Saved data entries
== Segment start ==

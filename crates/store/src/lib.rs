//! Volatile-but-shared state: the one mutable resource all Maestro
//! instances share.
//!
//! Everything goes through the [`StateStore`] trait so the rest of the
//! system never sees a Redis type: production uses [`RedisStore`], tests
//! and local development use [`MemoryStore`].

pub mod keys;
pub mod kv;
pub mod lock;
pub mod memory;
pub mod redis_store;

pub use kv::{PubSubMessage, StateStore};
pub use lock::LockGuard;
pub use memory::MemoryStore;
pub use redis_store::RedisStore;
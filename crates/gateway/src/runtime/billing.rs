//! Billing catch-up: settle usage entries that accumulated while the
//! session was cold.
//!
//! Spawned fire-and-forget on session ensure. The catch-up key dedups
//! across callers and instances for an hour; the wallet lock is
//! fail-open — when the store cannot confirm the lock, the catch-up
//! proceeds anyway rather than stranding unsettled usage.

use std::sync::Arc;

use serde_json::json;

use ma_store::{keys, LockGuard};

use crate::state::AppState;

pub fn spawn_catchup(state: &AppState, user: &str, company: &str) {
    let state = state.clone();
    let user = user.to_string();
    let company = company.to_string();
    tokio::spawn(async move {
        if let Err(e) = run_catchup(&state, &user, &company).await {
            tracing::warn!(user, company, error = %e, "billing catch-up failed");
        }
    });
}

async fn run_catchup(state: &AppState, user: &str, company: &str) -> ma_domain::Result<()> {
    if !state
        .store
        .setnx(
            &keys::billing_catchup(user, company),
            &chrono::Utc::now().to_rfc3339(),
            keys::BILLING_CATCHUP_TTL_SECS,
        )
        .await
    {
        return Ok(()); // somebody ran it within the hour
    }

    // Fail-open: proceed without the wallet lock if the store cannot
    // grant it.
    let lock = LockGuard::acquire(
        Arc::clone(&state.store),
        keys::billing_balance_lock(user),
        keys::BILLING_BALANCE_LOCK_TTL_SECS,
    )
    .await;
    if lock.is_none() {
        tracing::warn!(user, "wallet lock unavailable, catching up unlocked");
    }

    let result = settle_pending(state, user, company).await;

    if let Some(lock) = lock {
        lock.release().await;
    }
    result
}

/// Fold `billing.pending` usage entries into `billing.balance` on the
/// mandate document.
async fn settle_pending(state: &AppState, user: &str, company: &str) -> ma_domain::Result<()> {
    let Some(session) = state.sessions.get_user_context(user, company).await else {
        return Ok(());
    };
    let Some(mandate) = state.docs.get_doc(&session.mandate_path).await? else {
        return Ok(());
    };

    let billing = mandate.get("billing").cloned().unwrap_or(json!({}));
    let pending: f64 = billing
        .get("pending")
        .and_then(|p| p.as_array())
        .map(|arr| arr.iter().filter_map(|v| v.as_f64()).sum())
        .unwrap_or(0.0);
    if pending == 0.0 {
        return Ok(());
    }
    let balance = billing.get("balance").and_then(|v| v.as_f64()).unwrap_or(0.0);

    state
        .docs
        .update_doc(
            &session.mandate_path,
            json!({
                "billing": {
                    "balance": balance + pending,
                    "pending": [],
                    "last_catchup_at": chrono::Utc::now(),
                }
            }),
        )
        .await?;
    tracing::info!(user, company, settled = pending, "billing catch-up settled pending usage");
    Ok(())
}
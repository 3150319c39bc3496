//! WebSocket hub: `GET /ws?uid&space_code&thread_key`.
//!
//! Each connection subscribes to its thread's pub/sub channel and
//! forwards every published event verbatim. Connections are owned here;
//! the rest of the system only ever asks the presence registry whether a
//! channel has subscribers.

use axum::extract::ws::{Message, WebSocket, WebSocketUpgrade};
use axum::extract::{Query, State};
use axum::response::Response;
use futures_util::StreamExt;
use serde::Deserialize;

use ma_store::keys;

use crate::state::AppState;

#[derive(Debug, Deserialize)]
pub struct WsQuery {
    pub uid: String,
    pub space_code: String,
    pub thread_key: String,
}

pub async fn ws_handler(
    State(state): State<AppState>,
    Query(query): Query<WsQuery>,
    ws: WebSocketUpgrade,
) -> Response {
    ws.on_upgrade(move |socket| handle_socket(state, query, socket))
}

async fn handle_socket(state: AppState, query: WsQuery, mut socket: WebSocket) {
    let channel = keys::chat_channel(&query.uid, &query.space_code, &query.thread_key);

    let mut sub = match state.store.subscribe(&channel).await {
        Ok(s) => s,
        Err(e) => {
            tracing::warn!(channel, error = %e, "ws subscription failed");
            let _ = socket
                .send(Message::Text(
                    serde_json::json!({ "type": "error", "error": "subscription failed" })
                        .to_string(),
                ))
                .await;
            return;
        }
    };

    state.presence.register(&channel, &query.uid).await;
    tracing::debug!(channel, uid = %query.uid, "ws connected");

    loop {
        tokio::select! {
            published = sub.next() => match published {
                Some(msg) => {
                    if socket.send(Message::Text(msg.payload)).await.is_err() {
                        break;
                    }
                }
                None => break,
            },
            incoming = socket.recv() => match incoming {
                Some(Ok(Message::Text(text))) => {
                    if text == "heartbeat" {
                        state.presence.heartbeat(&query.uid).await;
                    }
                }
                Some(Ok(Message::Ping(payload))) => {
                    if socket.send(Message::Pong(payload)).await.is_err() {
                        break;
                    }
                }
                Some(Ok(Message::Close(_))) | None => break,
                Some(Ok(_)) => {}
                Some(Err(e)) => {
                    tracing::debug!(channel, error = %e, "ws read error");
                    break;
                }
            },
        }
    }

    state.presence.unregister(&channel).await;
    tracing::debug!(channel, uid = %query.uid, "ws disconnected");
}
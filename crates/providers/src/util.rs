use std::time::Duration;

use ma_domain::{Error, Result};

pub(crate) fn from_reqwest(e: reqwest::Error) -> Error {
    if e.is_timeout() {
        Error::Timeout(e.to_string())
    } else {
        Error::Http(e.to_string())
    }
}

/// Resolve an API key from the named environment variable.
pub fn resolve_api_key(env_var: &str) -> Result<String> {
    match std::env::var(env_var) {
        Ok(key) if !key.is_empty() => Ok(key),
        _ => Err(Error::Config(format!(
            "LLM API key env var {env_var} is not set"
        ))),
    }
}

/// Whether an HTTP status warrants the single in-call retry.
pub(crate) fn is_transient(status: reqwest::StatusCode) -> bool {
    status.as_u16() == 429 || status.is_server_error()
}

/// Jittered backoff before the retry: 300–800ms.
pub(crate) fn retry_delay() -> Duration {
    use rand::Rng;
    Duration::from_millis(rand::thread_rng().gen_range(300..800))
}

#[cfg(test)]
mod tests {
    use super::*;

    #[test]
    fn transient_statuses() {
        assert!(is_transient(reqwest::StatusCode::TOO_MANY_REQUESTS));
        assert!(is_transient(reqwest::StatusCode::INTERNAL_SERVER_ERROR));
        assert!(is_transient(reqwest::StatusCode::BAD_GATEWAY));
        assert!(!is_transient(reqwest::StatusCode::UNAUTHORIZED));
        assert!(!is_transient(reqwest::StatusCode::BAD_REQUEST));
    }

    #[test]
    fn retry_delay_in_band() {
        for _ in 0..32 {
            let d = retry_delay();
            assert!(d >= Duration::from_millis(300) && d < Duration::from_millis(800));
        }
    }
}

== Segment end ==

Exercise requirements> Make an exact transcription of the entries.

Result for this task>
filename crates/store/src/lib.rs
//! Volatile-but-shared state: the one mutable resource all Maestro
//! instances share.
//!
//! Everything goes through the [`StateStore`] trait so the rest of the
//! system never sees a Redis type: production uses [`RedisStore`], tests
//! and local development use [`MemoryStore`].

pub mod keys;
pub mod kv;
pub mod lock;
pub mod memory;
pub mod redis_store;

pub use kv::{PubSubMessage, StateStore};
pub use lock::LockGuard;
pub use memory::MemoryStore;
pub use redis_store::RedisStore;
filename crates/gateway/src/runtime/billing.rs
//! Billing catch-up: settle usage entries that accumulated while the
//! session was cold.
//!
//! Spawned fire-and-forget on session ensure. The catch-up key dedups
//! across callers and instances for an hour; the wallet lock is
//! fail-open — when the store cannot confirm the lock, the catch-up
//! proceeds anyway rather than stranding unsettled usage.

use std::sync::Arc;

use serde_json::json;

use ma_store::{keys, LockGuard};

use crate::state::AppState;

pub fn spawn_catchup(state: &AppState, user: &str, company: &str) {
    let state = state.clone();
    let user = user.to_string();
    let company = company.to_string();
    tokio::spawn(async move {
        if let Err(e) = run_catchup(&state, &user, &company).await {
            tracing::warn!(user, company, error = %e, "billing catch-up failed");
        }
    });
}

async fn run_catchup(state: &AppState, user: &str, company: &str) -> ma_domain::Result<()> {
    if !state
        .store
        .setnx(
            &keys::billing_catchup(user, company),
            &chrono::Utc::now().to_rfc3339(),
            keys::BILLING_CATCHUP_TTL_SECS,
        )
        .await
    {
        return Ok(()); // somebody ran it within the hour
    }

    // Fail-open: proceed without the wallet lock if the store cannot
    // grant it.
    let lock = LockGuard::acquire(
        Arc::clone(&state.store),
        keys::billing_balance_lock(user),
        keys::BILLING_BALANCE_LOCK_TTL_SECS,
    )
    .await;
    if lock.is_none() {
        tracing::warn!(user, "wallet lock unavailable, catching up unlocked");
    }

    let result = settle_pending(state, user, company).await;

    if let Some(lock) = lock {
        lock.release().await;
    }
    result
}

/// Fold `billing.pending` usage entries into `billing.balance` on the
/// mandate document.
async fn settle_pending(state: &AppState, user: &str, company: &str) -> ma_domain::Result<()> {
    let Some(session) = state.sessions.get_user_context(user, company).await else {
        return Ok(());
    };
    let Some(mandate) = state.docs.get_doc(&session.mandate_path).await? else {
        return Ok(());
    };

    let billing = mandate.get("billing").cloned().unwrap_or(json!({}));
    let pending: f64 = billing
        .get("pending")
        .and_then(|p| p.as_array())
        .map(|arr| arr.iter().filter_map(|v| v.as_f64()).sum())
        .unwrap_or(0.0);
    if pending == 0.0 {
        return Ok(());
    }
    let balance = billing.get("balance").and_then(|v| v.as_f64()).unwrap_or(0.0);

    state
        .docs
        .update_doc(
            &session.mandate_path,
            json!({
                "billing": {
                    "balance": balance + pending,
                    "pending": [],
                    "last_catchup_at": chrono::Utc::now(),
                }
            }),
        )
        .await?;
    tracing::info!(user, company, settled = pending, "billing catch-up settled pending usage");
    Ok(())
}
repository 3150319c39bc3496
//! WebSocket hub: `GET /ws?uid&space_code&thread_key`.
//!
//! Each connection subscribes to its thread's pub/sub channel and
//! forwards every published event verbatim. Connections are owned here;
//! the rest of the system only ever asks the presence registry whether a
//! channel has subscribers.

use axum::extract::ws::{Message, WebSocket, WebSocketUpgrade};
use axum::extract::{Query, State};
use axum::response::Response;
use futures_util::StreamExt;
use serde::Deserialize;

use ma_store::keys;

use crate::state::AppState;

#[derive(Debug, Deserialize)]
pub struct WsQuery {
    pub uid: String,
    pub space_code: String,
    pub thread_key: String,
}

pub async fn ws_handler(
    State(state): State<AppState>,
    Query(query): Query<WsQuery>,
    ws: WebSocketUpgrade,
) -> Response {
    ws.on_upgrade(move |socket| handle_socket(state, query, socket))
}

async fn handle_socket(state: AppState, query: WsQuery, mut socket: WebSocket) {
    let channel = keys::chat_channel(&query.uid, &query.space_code, &query.thread_key);

    let mut sub = match state.store.subscribe(&channel).await {
        Ok(s) => s,
        Err(e) => {
            tracing::warn!(channel, error = %e, "ws subscription failed");
            let _ = socket
                .send(Message::Text(
                    serde_json::json!({ "type": "error", "error": "subscription failed" })
                        .to_string(),
                ))
                .await;
            return;
        }
    };

    state.presence.register(&channel, &query.uid).await;
    tracing::debug!(channel, uid = %query.uid, "ws connected");

    loop {
        tokio::select! {
            published = sub.next() => match published {
                Some(msg) => {
                    if socket.send(Message::Text(msg.payload)).await.is_err() {
                        break;
                    }
                }
                None => break,
            },
            incoming = socket.recv() => match incoming {
                Some(Ok(Message::Text(text))) => {
                    if text == "heartbeat" {
                        state.presence.heartbeat(&query.uid).await;
                    }
                }
                Some(Ok(Message::Ping(payload))) => {
                    if socket.send(Message::Pong(payload)).await.is_err() {
                        break;
                    }
                }
                Some(Ok(Message::Close(_))) | None => break,
                Some(Ok(_)) => {}
                Some(Err(e)) => {
                    tracing::debug!(channel, error = %e, "ws read error");
                    break;
                }
            },
        }
    }

    state.presence.unregister(&channel).await;
    tracing::debug!(channel, uid = %query.uid, "ws disconnected");
}
filename crates/providers/src/util.rs
use std::time::Duration;

use ma_domain::{Error, Result};

pub(crate) fn from_reqwest(e: reqwest::Error) -> Error {
    if e.is_timeout() {
        Error::Timeout(e.to_string())
    } else {
        Error::Http(e.to_string())
    }
}

/// Resolve an API key from the named environment variable.
pub fn resolve_api_key(env_var: &str) -> Result<String> {
    match std::env::var(env_var) {
        Ok(key) if !key.is_empty() => Ok(key),
        _ => Err(Error::Config(format!(
            "LLM API key env var {env_var} is not set"
        ))),
    }
}

/// Whether an HTTP status warrants the single in-call retry.
pub(crate) fn is_transient(status: reqwest::StatusCode) -> bool {
    status.as_u16() == 429 || status.is_server_error()
}

/// Jittered backoff before the retry: 300–800ms.
pub(crate) fn retry_delay() -> Duration {
    use rand::Rng;
    Duration::from_millis(rand::thread_rng().gen_range(300..800))
}

#[cfg(test)]
mod tests {
    use super::*;

    #[test]
    fn transient_statuses() {
        assert!(is_transient(reqwest::StatusCode::TOO_MANY_REQUESTS));
        assert!(is_transient(reqwest::StatusCode::INTERNAL_SERVER_ERROR));
        assert!(is_transient(reqwest::StatusCode::BAD_GATEWAY));
        assert!(!is_transient(reqwest::StatusCode::UNAUTHORIZED));
        assert!(!is_transient(reqwest::StatusCode::BAD_REQUEST));
    }

    #[test]
    fn retry_delay_in_band() {
        for _ in 0..32 {
            let d = retry_delay();
            assert!(d >= Duration::from_millis(300) && d < Duration::from_millis(800));
        }
    }
}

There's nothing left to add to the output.